El uso de la luz natural es fuente de buena salud y debe estar muy presente en este tipo de espacios, ya que permite a pacientes y trabajadores respetar en la medida de lo posible el ritmo circadiano de los usuarios que se ve fundamentalmente afectado por los ciclos de luz y oscuridad influyendo también la temperatura de la luz a lo largo del día. Para nosotros, ENERO Arquitectura, la distribución de los espacios en función de la luz natural es un factor especialmente importante a la hora de proyectar un nuevo centro, utilizando recursos de diseño como lucernarios o tabiques acristalados que permiten la iluminación natural en espacios interiores. Por ejemplo, tanto en el Hospital General Universitario de Villalba como en el Centro Médico Masó, hemos diseñado los quirófanos en salas con orientación exterior y enormes ventanales que facilitan el flujo de luz natral, beneficioso tanto para los profesionales como para los pacientes.
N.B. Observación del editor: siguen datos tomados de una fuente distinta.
//! Stdio transport: reads requests line by line and dispatches them to a
//! [`ToolService`].

use std::future::Future;

use serde_json::Value;
use tokio::io::{
    AsyncBufRead, AsyncBufReadExt, AsyncReadExt, AsyncWrite, AsyncWriteExt, BufReader,
};
use tracing::{debug, info, warn};

use crate::error::{Error, Result};
use crate::protocol::{
    CallToolParams, CallToolResult, InitializeResult, JsonRpcError, JsonRpcRequest,
    JsonRpcResponse, ListToolsResult, RequestId, ServerInfo, Tool,
};

/// Maximum size of a single inbound message (1MB).
pub const MAX_MESSAGE_SIZE: usize = 1024 * 1024;

/// The two operations a tool server exposes to the client.
///
/// Returning [`Error::Fault`] answers the request with a JSON-RPC error.
/// Any other error stops the serve loop.
pub trait ToolService: Send + Sync {
    /// Tools currently advertised.
    fn list_tools(&self) -> impl Future<Output = Result<Vec<Tool>>> + Send;

    /// Execute one tool call.
    fn call_tool(&self, params: CallToolParams)
    -> impl Future<Output = Result<CallToolResult>> + Send;
}

/// A tool server bound to a service implementation.
pub struct Server<S> {
    info: ServerInfo,
    service: S,
}

impl<S: ToolService> Server<S> {
    pub fn new(info: ServerInfo, service: S) -> Self {
        Self { info, service }
    }

    pub fn info(&self) -> &ServerInfo {
        &self.info
    }

    pub fn service(&self) -> &S {
        &self.service
    }

    /// Serve on the process's stdin/stdout until end of input or Ctrl-C.
    pub async fn serve_stdio(&self) -> Result<()> {
        let stdin = BufReader::new(tokio::io::stdin());
        let stdout = tokio::io::stdout();

        info!(server = %self.info.name, "{} MCP server running on stdio", self.info.name);

        tokio::select! {
            result = self.serve(stdin, stdout) => result,
            signal = tokio::signal::ctrl_c() => {
                signal?;
                info!("interrupt received, closing transport");
                Ok(())
            }
        }
    }

    /// Serve newline-delimited JSON-RPC over an arbitrary reader/writer pair.
    ///
    /// Requests are handled one at a time, in arrival order. A malformed or
    /// oversized line is answered with an error and the loop moves on.
    pub async fn serve<R, W>(&self, mut reader: R, mut writer: W) -> Result<()>
    where
        R: AsyncBufRead + Unpin,
        W: AsyncWrite + Unpin,
    {
        let mut buf = Vec::new();

        loop {
            buf.clear();
            let response = match read_frame(&mut reader, &mut buf).await? {
                Frame::Closed => break,
                Frame::Oversized => {
                    warn!(max = MAX_MESSAGE_SIZE, "dropping oversized message");
                    let fault = JsonRpcError::invalid_request(format!(
                        "message too large (max {MAX_MESSAGE_SIZE} bytes)"
                    ));
                    Some(JsonRpcResponse::failure(None, fault))
                }
                Frame::Line => {
                    let line = buf.trim_ascii();
                    if line.is_empty() {
                        continue;
                    }
                    self.handle_line(line).await?
                }
            };

            let Some(response) = response else {
                continue;
            };

            let mut json = serde_json::to_string(&response)?;
            json.push('\n');
            writer.write_all(json.as_bytes()).await?;
            writer.flush().await?;
        }

        debug!("input closed");
        Ok(())
    }

    async fn handle_line(&self, line: &[u8]) -> Result<Option<JsonRpcResponse>> {
        let value = match serde_json::from_slice::<Value>(line) {
            Ok(value) => value,
            Err(e) => {
                warn!(error = %e, "unparseable message");
                let fault = JsonRpcError::parse_error(format!("Parse error: {e}"));
                return Ok(Some(JsonRpcResponse::failure(None, fault)));
            }
        };

        // Echo the id back when it is readable even if the rest is not.
        let id = value
            .get("id")
            .cloned()
            .and_then(|id| serde_json::from_value::<RequestId>(id).ok());

        match serde_json::from_value::<JsonRpcRequest>(value) {
            Ok(request) => self.handle(request).await,
            Err(e) => {
                warn!(error = %e, "malformed request");
                let fault = JsonRpcError::invalid_request(format!("Invalid request: {e}"));
                Ok(Some(JsonRpcResponse::failure(id, fault)))
            }
        }
    }

    /// Handle one request. Notifications produce no response.
    pub async fn handle(&self, request: JsonRpcRequest) -> Result<Option<JsonRpcResponse>> {
        if request.is_notification() {
            debug!(method = %request.method, "notification");
            return Ok(None);
        }

        debug!(method = %request.method, id = ?request.id, "request");
        let id = request.id;

        match self.dispatch(&request.method, request.params).await {
            Ok(result) => Ok(Some(JsonRpcResponse::success(id, result))),
            Err(Error::Fault(fault)) => {
                warn!(method = %request.method, %fault, "request failed");
                Ok(Some(JsonRpcResponse::failure(id, fault)))
            }
            Err(e) => Err(e),
        }
    }

    async fn dispatch(&self, method: &str, params: Option<Value>) -> Result<Value> {
        match method {
            "initialize" => Ok(serde_json::to_value(InitializeResult::new(
                self.info.clone(),
            ))?),
            "ping" => Ok(Value::Object(Default::default())),
            "tools/list" => {
                let tools = self.service.list_tools().await?;
                Ok(serde_json::to_value(ListToolsResult { tools })?)
            }
            "tools/call" => {
                let params = parse_call_params(params)?;
                let result = self.service.call_tool(params).await?;
                Ok(serde_json::to_value(result)?)
            }
            other => Err(JsonRpcError::method_not_found(format!("Method not found: {other}")).into()),
        }
    }
}

enum Frame {
    Line,
    Oversized,
    Closed,
}

/// Read one newline-terminated message into `buf`, never buffering more than
/// [`MAX_MESSAGE_SIZE`] bytes of it.
async fn read_frame<R>(reader: &mut R, buf: &mut Vec<u8>) -> std::io::Result<Frame>
where
    R: AsyncBufRead + Unpin,
{
    let limit = MAX_MESSAGE_SIZE as u64 + 1;
    let read = (&mut *reader).take(limit).read_until(b'\n', buf).await?;

    if read == 0 {
        return Ok(Frame::Closed);
    }
    if buf.last() == Some(&b'\n') || read <= MAX_MESSAGE_SIZE {
        return Ok(Frame::Line);
    }

    buf.clear();
    skip_line(reader).await?;
    Ok(Frame::Oversized)
}

/// Consume input up to and including the next newline without keeping it.
async fn skip_line<R>(reader: &mut R) -> std::io::Result<()>
where
    R: AsyncBufRead + Unpin,
{
    loop {
        let (consumed, done) = {
            let chunk = reader.fill_buf().await?;
            match chunk.iter().position(|&b| b == b'\n') {
                Some(end) => (end + 1, true),
                None => (chunk.len(), chunk.is_empty()),
            }
        };
        reader.consume(consumed);
        if done {
            return Ok(());
        }
    }
}

fn parse_call_params(params: Option<Value>) -> Result<CallToolParams> {
    let params = params.ok_or_else(|| JsonRpcError::invalid_params("missing tools/call params"))?;
    serde_json::from_value(params)
        .map_err(|e| JsonRpcError::invalid_params(format!("invalid tools/call params: {e}")).into())
}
En el caso de espacios interiores, los lucernarios siempre son una buena opción para brindar luz natural a las circulaciones interiores, como ocurre en el Centro Médico Valle de Henares o en el Hospital Quirónsalud de Córdoba.

 

Colores, formas y texturas: son elementos que, empleados en armonía y con un criterio profesional, permiten al paciente comprender el entorno de una forma coherente, reconocible y estructurada. Está demostrada la influencia de los colores sobre la actividad cerebral, pudiendo incrementar o aliviar los niveles de estrés en función de su intensidad y temperatura. El componente cultural de los colores y las formas también tiene un gran poder sobre la psique humana, al transmitir una sensación de tranquilidad y sosiego cuando vemos una forma que reconocemos o que tiene un valor simbólico.

 

Ubicación e Hitos: el diseño de los espacios influye enormemente en el desempeño de las personas porque, el hecho de poder ubicarse dentro de un espacio, confiere al individuo una sensación de control y orientación. Por este motivo es muy importante marcar hitos que sirvan de referencia para que pacientes y usuarios puedan reconocer el entorno. Estos hitos pueden ser arquitectónicos, diseñando circuitos de circulaciones claros, hitos de referencia para la orientación pensados desde el comienzo de la redacción del proyecto y también a través de la utilización de formas, colores u objetos que permitan distinguir áreas y ubicarse en un edificio; como luminarias para indicar la extensión de un pasillo; mediante recursos visuales/auditivos reconocibles o el diseño de una señalética comprensible y sencilla para orientarse en el espacio.

 

Higiene acústica: el exceso de ruido, además de aumentar los niveles de estrés, interrumpir el sueño y dificultar la comunicación; suele entorpecer la recuperación de los pacientes. Los espacios de silencio son puntos fundamentales en un hospital, igual que lo es la música para mejorar su recuperación. Está comprobado que la terapia con música reduce el dolor de los pacientes y favorece su percepción de bienestar.